For this text, to stay with Raphael’s philosophers, why, again, are Plato and Aristotle employing their left hands differently? With Aristotle we can play on his similarity with Pythagoras, the fuzzy scholar. Both of them hold their books in use, or ready to be used–more than Plato does, who pretends to already speak from the book. Left feet of both Aristotle and Pythagoras are visibly helping along. Their books are grounded in that way. What is written in their books is supported by what is here and near or is brought nearby. Yes, even Pythagoras brings things nearby with his art of numbers and geometry of distances.

But Plato understands Pythagoras differently (and Raphael agrees, in painting Pythagoras on Plato’s side). There is no point in closing in on anything or taking a distance, no use for manipulating and experimenting. What is there in the book is already as close as possible to the truth, which is in another world of Ideas. One has to have learned by heart. And this accomplishment is signaled by the restful way of holding the book under one’s arms. If for Aristotle the book must be constantly opened to consult, to check, make additions and subtractions, for Plato, the book is already finished. If for Aristotle the book must change steadily, as if there is no difference between a book and a notebook, because it refers to constant change in the empirical world, for Plato the book must refer to the ultimate truth and once written the book itself will be ultimate. For Plato everything is already at the right distance, including the paradox of knowing truths that are infinitely far away. And so, manipulation, experimentation is unnecessary. He is the armchair philosopher, with the left hand resting while the right writes. (At least, this is the received idea of Plato, in Raphael’s time and in our time still.) With Aristotle the left hand will never rest, even if from our point of view he misunderstood the varieties of change in the world.
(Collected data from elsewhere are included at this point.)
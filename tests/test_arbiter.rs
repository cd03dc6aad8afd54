mod common;

use common::{pokemon, ScriptedModel};
use pokefinder::application::arbiter::{settle, Arbiter};
use pokefinder::domain::error::DomainError;
use pokefinder::domain::values::choice::ChoiceSource;
use pokefinder::domain::values::query::Query;

fn query() -> Query {
    Query::parse("fast electric type").unwrap()
}

#[tokio::test]
async fn test_valid_selection() {
    let arbiter = Arbiter::new(ScriptedModel::answering("Pikachu\nBecause it's fast and electric."));
    let choice = arbiter.choose(&query(), &pokemon()).await.unwrap();
    assert_eq!(choice.name, "Pikachu");
    assert_eq!(choice.explanation, "Because it's fast and electric.");
    assert_eq!(choice.source, ChoiceSource::Model);
}

#[tokio::test]
async fn test_selection_without_explanation_gets_generic_text() {
    let arbiter = Arbiter::new(ScriptedModel::answering("Raichu"));
    let choice = arbiter.choose(&query(), &pokemon()).await.unwrap();
    assert_eq!(choice.name, "Raichu");
    assert_eq!(choice.source, ChoiceSource::Model);
    assert_eq!(choice.explanation, ChoiceSource::Model.fallback_explanation("Raichu"));
}

#[tokio::test]
async fn test_invalid_selection() {
    let arbiter = Arbiter::new(ScriptedModel::answering("Bulbasaur\nIt likes the sun."));
    let choice = arbiter.choose(&query(), &pokemon()).await.unwrap();
    assert_eq!(choice.name, "Pikachu");
    assert_eq!(choice.source, ChoiceSource::InvalidSelection);
    assert_eq!(choice.explanation, "Pikachu had the closest description match to your request.");
}

#[tokio::test]
async fn test_model_error() {
    let arbiter = Arbiter::new(ScriptedModel::failing());
    let choice = arbiter.choose(&query(), &pokemon()).await.unwrap();
    assert_eq!(choice.name, "Pikachu");
    assert_eq!(choice.source, ChoiceSource::ModelError);
    assert_eq!(
        choice.explanation,
        "Based on similarity, Pikachu seems like a good starting point (LLM refinement failed)."
    );
}

#[tokio::test]
async fn test_empty_response() {
    let arbiter = Arbiter::new(ScriptedModel::silent());
    let choice = arbiter.choose(&query(), &pokemon()).await.unwrap();
    assert_eq!(choice.name, "Pikachu");
    assert_eq!(choice.source, ChoiceSource::EmptyResponse);
    assert_eq!(choice.explanation, "Based on similarity, Pikachu seems like a good starting point.");
}

#[tokio::test]
async fn test_no_candidates_is_rejected_without_model_call() {
    let model = ScriptedModel::answering("Pikachu\nx");
    let arbiter = Arbiter::new(model.clone());
    let result = arbiter.choose(&query(), &[]).await;
    assert!(matches!(result, Err(DomainError::InvalidInput(_))));
    assert_eq!(model.calls(), 0);
}

#[tokio::test]
async fn test_single_candidate_prompt() {
    let model = ScriptedModel::answering("Zapdos\nOnly option.");
    let arbiter = Arbiter::new(model.clone());
    let only = vec![pokemon().remove(2)];
    let choice = arbiter.choose(&query(), &only).await.unwrap();
    assert_eq!(choice.name, "Zapdos");
    let prompt = model.last_prompt.lock().unwrap().clone().unwrap();
    assert!(prompt.contains("top 1 potential matches"));
    assert!(prompt.contains("(Zapdos)"));
}

#[test]
fn test_settle_is_deterministic() {
    let candidates = pokemon();
    let responses: Vec<Result<Option<String>, DomainError>> = vec![
        Ok(Some("Raichu\nStrong.".into())),
        Ok(Some("Mew\nRare.".into())),
        Ok(None),
    ];
    for response in responses {
        let again = match &response {
            Ok(v) => Ok(v.clone()),
            Err(_) => unreachable!(),
        };
        assert_eq!(settle(response, &candidates), settle(again, &candidates));
    }
    let first = settle(Err(DomainError::Completion("timeout".into())), &candidates);
    let second = settle(Err(DomainError::Completion("timeout".into())), &candidates);
    assert_eq!(first, second);
}
use crate::domain::entities::recommendation::Recommendation;
use std::fmt::Write;

/// Renders the single page: the query form plus either a result or a message.
pub fn page(query: &str, recommendation: Option<&Recommendation>, error: Option<&str>) -> String {
    let mut html = String::from(
        "<!DOCTYPE html>\n<html lang=\"en\">\n<head>\n<meta charset=\"utf-8\">\n\
         <title>Find your starter Pokemon</title>\n</head>\n<body>\n\
         <h1>Find your starter Pokemon</h1>\n",
    );
    let _ = write!(
        html,
        "<form method=\"post\" action=\"/\">\n\
         <textarea name=\"query_text\" rows=\"3\" cols=\"60\" \
         placeholder=\"Describe the Pokemon you're looking for\">{}</textarea>\n\
         <button type=\"submit\">Recommend</button>\n</form>\n",
        escape(query)
    );

    if let Some(message) = error {
        let _ = writeln!(html, "<p class=\"error\">{}</p>", escape(message));
    }

    if let Some(r) = recommendation {
        let _ = writeln!(html, "<section class=\"result\">\n<h2>{}</h2>", escape(&r.name));
        match &r.image_url {
            Some(url) => {
                let _ = writeln!(html, "<img src=\"{}\" alt=\"{}\">", escape(url), escape(&r.name));
            }
            None => html.push_str("<div class=\"placeholder\">No image available</div>\n"),
        }
        let _ = writeln!(html, "<p class=\"explanation\">{}</p>", escape(&r.explanation));
        let _ = writeln!(html, "<p class=\"description\">{}</p>\n</section>", escape(&r.description));
    }

    html.push_str("</body>\n</html>\n");
    html
}

pub fn escape(text: &str) -> String {
    let mut out = String::with_capacity(text.len());
    for c in text.chars() {
        match c {
            '&' => out.push_str("&amp;"),
            '<' => out.push_str("&lt;"),
            '>' => out.push_str("&gt;"),
            '"' => out.push_str("&quot;"),
            '\'' => out.push_str("&#39;"),
            _ => out.push(c),
        }
    }
    out
}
We inherit both of these philosopher and others. Somehow they are united, or mingled, in our endless repertoire of gestures and meanings. Is the smartphone more Platonist or Aristotelian? Does it help us with accessing the world or does it alienate and confuse us? Does it try to clear up our place in the greater cosmos, or give us the feeling of a universal mind without a particular place, a mind in completely free relation to all things? Does it make us cosmopolitan, or creates new ways for us to be localized? The answer is not one or the others, but somewhere in the direction of having to learn anew how to properly grasp and index the new arrangement of things. This is what Michel Serres meant with the new law that will emerge out of the Internet.

And so, we live in a world with even more figures demonstrating an even larger diversity in the use of hands. Could we represent that diversity in an image or series of images? What would those series say about our skills and presuppositions about the cosmos? If the image and the appreciation of hands is in a rubble, because we hear and see so many things but hardly sense what they point out, at least the morale here is straightforward, and can hopefully be apprehended as more than a banality: that whatever happens we will have to make sure that we know the right hand from the left.

And not to forget the basic precondition that it is a privilege to have two hands free, and to be able to go to school–which indeed means: free time–a privilege that is still not universal as well as badly implemented in State education. As such the following ideals are both intelligible and sensible: to give others a (left) hand, to emancipate, to convene together in holding our world and join our gaze, and share knowledge. In the least, can we, come closer to this little justice, in accounting for the efforts of the left hand as much as we have praised the right in our historiography of knowing? For the care that must be given to all the things before we can point so effortlessly to them? And more broadly, to take on matters of our existence more evenhandedly? Not mere abstractions, but still an ideal to reach for.